Momen dramatis ini segera direkam oleh warga dan menyebar dengan cepat di media sosial. Banyak warganet menyoroti ironi dari kejadian tersebut, mengingat Ebo Noah kerap mengaku menerima pesan ilahi terkait bencana banjir besar.
Heboh Klaim Banjir Besar Hingga Penundaan Kiamat
Pada akhir tahun 2025, Ebo Noah sempat menggemparkan publik Ghana dengan klaimnya bahwa Tuhan telah memperingatkannya tentang banjir global yang diperkirakan akan terjadi pada 25 Desember 2025. Ia bahkan mengaku diperintahkan untuk membangun sebuah “bahtera modern” demi menyelamatkan umat manusia dari kehancuran dunia.
Dalam berbagai unggahan di YouTube, ia menampilkan beberapa perahu yang disebutnya sebagai bahtera. Perahu-perahu tersebut juga terlihat berisi hewan seperti ayam, kucing, dan babi. Ebo Noah juga menyatakan bahwa hujan akan turun tanpa henti selama tiga tahun, yang akan mengakhiri peradaban manusia.

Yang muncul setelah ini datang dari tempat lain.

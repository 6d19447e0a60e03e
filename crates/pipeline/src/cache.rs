//! Synthesis Result Cache
//!
//! LRU cache of finished WAV buffers keyed by (text, language, speaker).
//! Repeated requests skip the model entirely.

use std::num::NonZeroUsize;
use std::sync::atomic::{AtomicU64, Ordering};

use lru::LruCache;
use parking_lot::Mutex;

use zonos_tts_core::{AudioBuffer, ConditionRequest, LanguageTag, Result, SpeakerId};

/// Lookup and eviction counters, updated without taking the entry lock
#[derive(Debug, Default)]
pub struct CacheStats {
    hits: AtomicU64,
    misses: AtomicU64,
    evictions: AtomicU64,
}

impl CacheStats {
    fn lookup(&self, found: bool) {
        let counter = if found { &self.hits } else { &self.misses };
        counter.fetch_add(1, Ordering::Relaxed);
    }

    fn evicted(&self) {
        self.evictions.fetch_add(1, Ordering::Relaxed);
    }

    pub fn hits(&self) -> u64 {
        self.hits.load(Ordering::Relaxed)
    }

    pub fn misses(&self) -> u64 {
        self.misses.load(Ordering::Relaxed)
    }

    pub fn evictions(&self) -> u64 {
        self.evictions.load(Ordering::Relaxed)
    }

    /// Share of lookups served from the cache; 0.0 before the first lookup
    pub fn hit_rate(&self) -> f64 {
        let (hits, misses) = (self.hits(), self.misses());
        match hits + misses {
            0 => 0.0,
            total => hits as f64 / total as f64,
        }
    }

    fn snapshot(&self, entries: usize, capacity: usize) -> CacheSnapshot {
        CacheSnapshot {
            entries,
            capacity,
            hits: self.hits(),
            misses: self.misses(),
            evictions: self.evictions(),
            hit_rate: self.hit_rate(),
        }
    }
}

/// Point-in-time view of a cache for reporting
#[derive(Debug, Clone, Copy, PartialEq)]
pub struct CacheSnapshot {
    pub entries: usize,
    pub capacity: usize,
    pub hits: u64,
    pub misses: u64,
    pub evictions: u64,
    pub hit_rate: f64,
}

/// Identity of a synthesis result.
///
/// Two requests with equal keys produce interchangeable audio.
#[derive(Debug, Clone, PartialEq, Eq, Hash)]
pub struct CacheKey {
    pub text: String,
    pub language: LanguageTag,
    pub speaker: Option<SpeakerId>,
}

impl CacheKey {
    pub fn new(text: impl Into<String>, language: LanguageTag, speaker: Option<SpeakerId>) -> Self {
        Self {
            text: text.into(),
            language,
            speaker,
        }
    }

    pub fn for_request(request: &ConditionRequest) -> Self {
        Self::new(
            request.text.clone(),
            request.language.clone(),
            request.speaker_id().cloned(),
        )
    }
}

/// LRU Result Cache
///
/// Thread-safe. The lock is held only for lookups and inserts; computation
/// happens outside it, so concurrent misses on one key may both compute.
pub struct ResultCache {
    capacity: usize,
    entries: Mutex<LruCache<CacheKey, AudioBuffer>>,
    /// Cache statistics
    pub stats: CacheStats,
}

impl ResultCache {
    /// Create a new cache with given capacity (at least one entry)
    pub fn new(capacity: usize) -> Self {
        let capacity = NonZeroUsize::new(capacity).unwrap_or(NonZeroUsize::MIN);
        Self {
            capacity: capacity.get(),
            entries: Mutex::new(LruCache::new(capacity)),
            stats: CacheStats::default(),
        }
    }

    /// Look up a result, marking it most recently used
    pub fn get(&self, key: &CacheKey) -> Option<AudioBuffer> {
        let found = self.entries.lock().get(key).cloned();
        self.stats.lookup(found.is_some());
        found
    }

    /// Store a result, evicting the least recently used entry when full
    pub fn insert(&self, key: CacheKey, buffer: AudioBuffer) {
        let displaced = self.entries.lock().push(key.clone(), buffer);
        if let Some((old_key, _)) = displaced {
            if old_key != key {
                tracing::debug!(text_len = old_key.text.len(), "Evicted cached result");
                self.stats.evicted();
            }
        }
    }

    /// Return the cached result for `key`, computing and storing it on a miss.
    ///
    /// Failed computations are returned to the caller and not stored.
    pub fn get_or_compute<F>(&self, key: CacheKey, compute: F) -> Result<AudioBuffer>
    where
        F: FnOnce() -> Result<AudioBuffer>,
    {
        if let Some(buffer) = self.get(&key) {
            tracing::debug!(language = %key.language, "Cache hit");
            return Ok(buffer);
        }

        let buffer = compute()?;
        self.insert(key, buffer.clone());
        Ok(buffer)
    }

    /// Clear the cache
    pub fn clear(&self) {
        self.entries.lock().clear();
    }

    /// Get current cache size
    pub fn len(&self) -> usize {
        self.entries.lock().len()
    }

    /// Check if cache is empty
    pub fn is_empty(&self) -> bool {
        self.entries.lock().is_empty()
    }

    /// Get cache capacity
    pub fn capacity(&self) -> usize {
        self.capacity
    }

    pub fn snapshot(&self) -> CacheSnapshot {
        self.stats.snapshot(self.len(), self.capacity)
    }
}

#[cfg(test)]
mod tests {
    use super::*;
    use std::sync::atomic::AtomicUsize;
    use std::sync::mpsc;
    use std::time::{Duration, Instant};
    use zonos_tts_core::Error;

    fn key(text: &str) -> CacheKey {
        CacheKey::new(text, LanguageTag::english(), None)
    }

    fn buffer(tag: u8) -> AudioBuffer {
        AudioBuffer::new(vec![tag; 4], 44100, 1, 0)
    }

    #[test]
    fn test_get_or_compute_is_idempotent() {
        let cache = ResultCache::new(4);
        let calls = AtomicUsize::new(0);
        let compute = || {
            calls.fetch_add(1, Ordering::SeqCst);
            Ok(buffer(1))
        };

        let first = cache.get_or_compute(key("hello"), compute).unwrap();
        let second = cache
            .get_or_compute(key("hello"), || {
                calls.fetch_add(1, Ordering::SeqCst);
                Ok(buffer(2))
            })
            .unwrap();

        assert_eq!(first, second);
        assert_eq!(calls.load(Ordering::SeqCst), 1);
        assert_eq!(cache.stats.hits(), 1);
        assert_eq!(cache.stats.misses(), 1);
        assert!((cache.stats.hit_rate() - 0.5).abs() < f64::EPSILON);
    }

    #[test]
    fn test_lru_eviction() {
        let cache = ResultCache::new(2);
        cache.insert(key("a"), buffer(1));
        cache.insert(key("b"), buffer(2));

        // touch "a" so "b" is least recently used
        assert!(cache.get(&key("a")).is_some());
        cache.insert(key("c"), buffer(3));

        assert_eq!(cache.len(), 2);
        assert!(cache.get(&key("a")).is_some());
        assert!(cache.get(&key("b")).is_none());
        assert!(cache.get(&key("c")).is_some());
        assert_eq!(cache.stats.evictions(), 1);
    }

    #[test]
    fn test_capacity_plus_one_recomputes_oldest() {
        let cache = ResultCache::new(3);
        let calls = AtomicUsize::new(0);
        let run = |text: &str| {
            cache
                .get_or_compute(key(text), || {
                    calls.fetch_add(1, Ordering::SeqCst);
                    Ok(buffer(0))
                })
                .unwrap()
        };

        for text in ["1", "2", "3", "4"] {
            run(text);
        }
        assert_eq!(calls.load(Ordering::SeqCst), 4);

        run("1");
        assert_eq!(calls.load(Ordering::SeqCst), 5);
    }

    #[test]
    fn test_errors_are_not_cached() {
        let cache = ResultCache::new(2);
        let result = cache.get_or_compute(key("x"), || Err(Error::Validation("nope".into())));
        assert!(result.is_err());
        assert!(cache.is_empty());

        let ok = cache.get_or_compute(key("x"), || Ok(buffer(7))).unwrap();
        assert_eq!(ok, buffer(7));
    }

    #[test]
    fn test_key_includes_language_and_speaker() {
        let cache = ResultCache::new(8);
        cache.insert(key("hi"), buffer(1));

        let german = CacheKey::new("hi", LanguageTag::parse("de").unwrap(), None);
        assert!(cache.get(&german).is_none());

        let voiced = CacheKey::new("hi", LanguageTag::english(), Some(SpeakerId::from_bytes(b"voice")));
        assert!(cache.get(&voiced).is_none());
    }

    #[test]
    fn test_zero_capacity_holds_one() {
        let cache = ResultCache::new(0);
        assert_eq!(cache.capacity(), 1);
        cache.insert(key("a"), buffer(1));
        cache.insert(key("b"), buffer(2));
        assert_eq!(cache.len(), 1);
        assert_eq!(cache.snapshot().evictions, 1);
    }

    #[test]
    fn test_shared_across_threads() {
        let cache = ResultCache::new(8);
        let calls = AtomicUsize::new(0);
        let texts = ["a", "b", "c", "d", "e", "f"];

        std::thread::scope(|scope| {
            for worker in 0..8 {
                let (cache, calls) = (&cache, &calls);
                scope.spawn(move || {
                    for round in 0..50 {
                        let idx = (worker + round) % texts.len();
                        let got = cache
                            .get_or_compute(key(texts[idx]), || {
                                calls.fetch_add(1, Ordering::SeqCst);
                                Ok(buffer(idx as u8))
                            })
                            .unwrap();
                        // every buffer for a key is the one computed for it
                        assert_eq!(got, buffer(idx as u8));
                    }
                });
            }
        });

        assert_eq!(cache.len(), texts.len());
        assert!(cache.len() <= cache.capacity());
        let snapshot = cache.snapshot();
        assert_eq!(snapshot.hits + snapshot.misses, 8 * 50);
        assert_eq!(snapshot.evictions, 0);
        // duplicate in-flight computes are allowed, but each key settles
        assert!(calls.load(Ordering::SeqCst) >= texts.len());
        assert_eq!(calls.load(Ordering::SeqCst) as u64, snapshot.misses);
    }

    #[test]
    fn test_compute_runs_outside_the_lock() {
        let cache = ResultCache::new(4);
        cache.insert(key("ready"), buffer(1));

        let (started_tx, started_rx) = mpsc::channel();
        let (release_tx, release_rx) = mpsc::channel::<()>();

        std::thread::scope(|scope| {
            let cache = &cache;
            scope.spawn(move || {
                cache
                    .get_or_compute(key("slow"), || {
                        started_tx.send(()).unwrap();
                        release_rx.recv_timeout(Duration::from_secs(5)).unwrap();
                        Ok(buffer(2))
                    })
                    .unwrap();
            });

            started_rx.recv_timeout(Duration::from_secs(5)).unwrap();
            // the slow computation is still running
            let begun = Instant::now();
            assert_eq!(cache.get(&key("ready")), Some(buffer(1)));
            assert!(cache.get(&key("slow")).is_none());
            assert!(begun.elapsed() < Duration::from_secs(1));
            release_tx.send(()).unwrap();
        });

        assert_eq!(cache.get(&key("slow")), Some(buffer(2)));
    }
}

Klaim ini menuai penolakan luas dari kalangan umat Kristen di Ghana. Banyak pihak merujuk pada ayat Kejadian 9:11, yang menyatakan bahwa Tuhan tidak akan lagi memusnahkan bumi dengan banjir global.
Meskipun ramalannya tidak terwujud, popularitas Ebo Noah justru terus meningkat di media sosial. Setelah tanggal 25 Desember 2025 berlalu tanpa bencana, ia kembali muncul dengan klaim baru. Kali ini, ia mengaku berhasil “meyakinkan Tuhan” untuk menunda kiamat setelah menjalani puasa selama tiga minggu.
Baca juga: 12 Bisnis Musiman Idul Adha Modal Kecil Untung Besar
Ia bahkan sempat tampil di konser Rapperholic 2025 yang diadakan oleh rapper Ghana, Sarkodie. Dalam kesempatan tersebut, Ebo Noah mengumumkan bahwa kehancuran dunia telah berhasil ditunda.